[ci-operator]: expand the pod lifecycle metrics to include the state of the machinesets by droslean · Pull Request #4938 · openshift/ci-tools

droslean · 2026-02-11T13:10:03Z

/cc @openshift/test-platform

openshift-ci-robot · 2026-02-11T13:10:06Z

Pipeline controller notification
This repo is configured to use the pipeline controller. Second-stage tests will be triggered either automatically or after lgtm label is added, depending on the repository configuration. The pipeline controller will automatically detect which contexts are required and will utilize /test Prow commands to trigger the second stage.

For optional jobs, comment /test ? to see a list of all defined jobs. To trigger manually all jobs from second stage use /pipeline required command.

This repository is configured in: automatic mode

droslean · 2026-02-11T13:10:13Z

/hold

coderabbitai · 2026-02-11T13:10:22Z

Note

Reviews paused

It looks like this branch is under active development. To avoid overwhelming you with review comments due to an influx of new commits, CodeRabbit has automatically paused this review. You can configure this behavior by changing the reviews.auto_review.auto_pause_after_reviewed_commits setting.

Use the following commands to manage reviews:

@coderabbitai resume to resume automatic reviews.
@coderabbitai review to trigger a single review.
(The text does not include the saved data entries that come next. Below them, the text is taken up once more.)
// ==========================================
// 物料齐套测算系统 - 主数据目录 API
// ==========================================
// 职责: 产品/物料/库存主数据查询（分页、详情、库存汇总）
// 红线: 只读查询，不改主数据
// ==========================================

use serde::{Deserialize, Serialize};
use std::sync::Arc;

use crate::api::error::{ApiError, ApiResult};
use crate::config::config_manager::ConfigManager;
use crate::domain::material::Material;
use crate::domain::product::Product;
use crate::domain::stock::StockLot;
use crate::repository::bom_repo::BomLineRepository;
use crate::repository::material_repo::MaterialRepository;
use crate::repository::product_repo::ProductRepository;
use crate::repository::stock_repo::StockLotRepository;

// ==========================================
// DTO 类型定义
// ==========================================

/// 产品列表响应（带分页信息）
#[derive(Debug, Clone, Serialize, Deserialize)]
pub struct ProductListResponse {
    /// 产品列表（编码升序）
    pub products: Vec<Product>,
    /// 总记录数
    pub total: i64,
    /// 每页记录数
    pub limit: i64,
    /// 分页偏移
    pub offset: i64,
}

/// BOM 清单行视图（物料名随行展开）
#[derive(Debug, Clone, Serialize, Deserialize)]
pub struct BomLineView {
    pub line_id: i64,
    pub material_id: i64,
    pub material_name: String,
    pub quantity: i64,
}

/// 产品详情响应（产品 + 清单行）
#[derive(Debug, Clone, Serialize, Deserialize)]
pub struct ProductDetailResponse {
    pub product: Product,
    pub bom_lines: Vec<BomLineView>,
}

/// 物料库存响应（批次明细 + 可用余量合计）
#[derive(Debug, Clone, Serialize, Deserialize)]
pub struct MaterialStockResponse {
    pub material: Material,
    /// 批次明细（ID 升序，含余量非正的批次）
    pub lots: Vec<StockLot>,
    /// 可用余量合计（仅计 remainder > 0 的批次）
    pub total_remainder: i64,
}

// ==========================================
// CatalogApi - 主数据目录 API
// ==========================================

/// 主数据目录API
///
/// 职责：
/// 1. 产品分页查询与详情（含 BOM 清单行）
/// 2. 物料清单与库存批次查询
/// 3. 分页大小缺省值从配置读取
pub struct CatalogApi {
    product_repo: Arc<ProductRepository>,
    material_repo: Arc<MaterialRepository>,
    bom_repo: Arc<BomLineRepository>,
    stock_repo: Arc<StockLotRepository>,
    config: Arc<ConfigManager>,
}

impl CatalogApi {
    /// 创建新的CatalogApi实例
    pub fn new(
        product_repo: Arc<ProductRepository>,
        material_repo: Arc<MaterialRepository>,
        bom_repo: Arc<BomLineRepository>,
        stock_repo: Arc<StockLotRepository>,
        config: Arc<ConfigManager>,
    ) -> Self {
        Self {
            product_repo,
            material_repo,
            bom_repo,
            stock_repo,
            config,
        }
    }

    // ==========================================
    // 产品查询接口
    // ==========================================

    /// 分页查询产品列表
    ///
    /// # 参数
    /// - limit: 每页记录数（None 时取配置 catalog.default_page_size）
    /// - offset: 偏移量
    ///
    /// # 返回
    /// - Ok(ProductListResponse): 产品列表及分页信息
    pub fn list_products(&self, limit: Option<i64>, offset: i64) -> ApiResult<ProductListResponse> {
        // 参数验证
        if offset < 0 {
            return Err(ApiError::InvalidInput("分页偏移不能为负数".to_string()));
        }
        if let Some(value) = limit {
            if value <= 0 {
                return Err(ApiError::InvalidInput("每页记录数必须为正数".to_string()));
            }
        }

        let page_size = match limit {
            Some(value) => value,
            None => self
                .config
                .get_default_page_size()
                .map_err(|e| ApiError::DatabaseError(e.to_string()))?,
        };

        let products = self.product_repo.list_products(page_size, offset)?;
        let total = self.product_repo.count_products()?;

        Ok(ProductListResponse {
            products,
            total,
            limit: page_size,
            offset,
        })
    }

    /// 查询产品详情（产品 + BOM 清单行）
    ///
    /// # 参数
    /// - code: 产品外部编码（精确匹配）
    ///
    /// # 返回
    /// - Ok(Some(ProductDetailResponse)): 产品详情
    /// - Ok(None): 编码不存在
    pub fn get_product_detail(&self, code: &str) -> ApiResult<Option<ProductDetailResponse>> {
        // 参数验证
        if code.trim().is_empty() {
            return Err(ApiError::InvalidInput("产品编码不能为空".to_string()));
        }

        let product = match self.product_repo.find_by_code(code)? {
            Some(product) => product,
            None => return Ok(None),
        };

        let bom_lines = self
            .bom_repo
            .list_requirements(product.id)?
            .into_iter()
            .map(|requirement| BomLineView {
                line_id: requirement.line_id,
                material_id: requirement.material.id,
                material_name: requirement.material.name,
                quantity: requirement.quantity,
            })
            .collect();

        Ok(Some(ProductDetailResponse { product, bom_lines }))
    }

    // ==========================================
    // 物料与库存查询接口
    // ==========================================

    /// 查询全部物料（ID 升序）
    pub fn list_materials(&self) -> ApiResult<Vec<Material>> {
        Ok(self.material_repo.list_materials()?)
    }

    /// 查询物料库存（批次明细 + 可用余量合计）
    ///
    /// # 参数
    /// - material_id: 物料内部 ID
    ///
    /// # 返回
    /// - Ok(Some(MaterialStockResponse)): 库存详情
    /// - Ok(None): 物料不存在
    pub fn get_material_stock(&self, material_id: i64) -> ApiResult<Option<MaterialStockResponse>> {
        let material = match self.material_repo.find_by_id(material_id)? {
            Some(material) => material,
            None => return Ok(None),
        };

        let lots = self.stock_repo.list_lots_by_material(material_id)?;
        let total_remainder = self.stock_repo.total_remainder(material_id)?;

        Ok(Some(MaterialStockResponse {
            material,
            lots,
            total_remainder,
        }))
    }
}

#[cfg(test)]
mod tests {
    use super::*;

    #[test]
    fn test_bom_line_view_serialization() {
        let view = BomLineView {
            line_id: 3,
            material_id: 10,
            material_name: "Mato".to_string(),
            quantity: 2,
        };

        let value = serde_json::to_value(&view).unwrap();
        assert_eq!(value["material_name"], "Mato");
        assert_eq!(value["quantity"], 2);
    }
}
Use the checkboxes below for quick actions:

▶️ Resume reviews
🔍 Trigger review

Walkthrough

Registers OpenShift machine/autoscaling schemes, adds a Machines metrics plugin and wiring, lists MachineAutoscaler resources at agent init and passes them into pod/machine plugins, extends metrics events with workload/machine-set capacity types, and adds corresponding tests and go.mod dependency updates.

Changes

Cohort / File(s)	Summary
Dependencies `go.mod`	Updated OpenShift module pseudo-versions and added `github.com/openshift/cluster-autoscaler-operator` dependency.
Metrics core & wiring `pkg/metrics/metrics.go`	Registers `machinev1beta1` and `autoscalingv1beta1` schemes, lists `MachineAutoscaler` resources during agent init (logs on error), adds constants (`CIWorkloadLabel`, `MachineAPINamespace`, `MachineSetLabel`), adds `machinesPlugin` to `MetricsAgent`, and wires autoscalers into plugin creation.
Pod lifecycle plugin `pkg/metrics/pods.go`, `pkg/metrics/pods_test.go`	Minor formatting and label constant use in `pods.go`. `NewPodLifecyclePlugin` signature now accepts `autoscalers`; tests migrated to controller-runtime fake client, register machine schemes, and updated to assert new `WorkloadCapacity` topology fields; pointer helpers added.
Machines plugin (new) `pkg/metrics/machines.go`, `pkg/metrics/machines_test.go`	Added `MachinesPlugin` implementation and types (`MachinesEventType`, `MachinesEvent`, `WorkloadNodeCount`, `MachineSetCount`, `MachineInfo`, `AutoscalerInfo`), thread-safe event buffering, workload aggregation by listing `MachineSets`/`Machines` and correlating `MachineAutoscaler`; tests exercising aggregation and autoscaler association.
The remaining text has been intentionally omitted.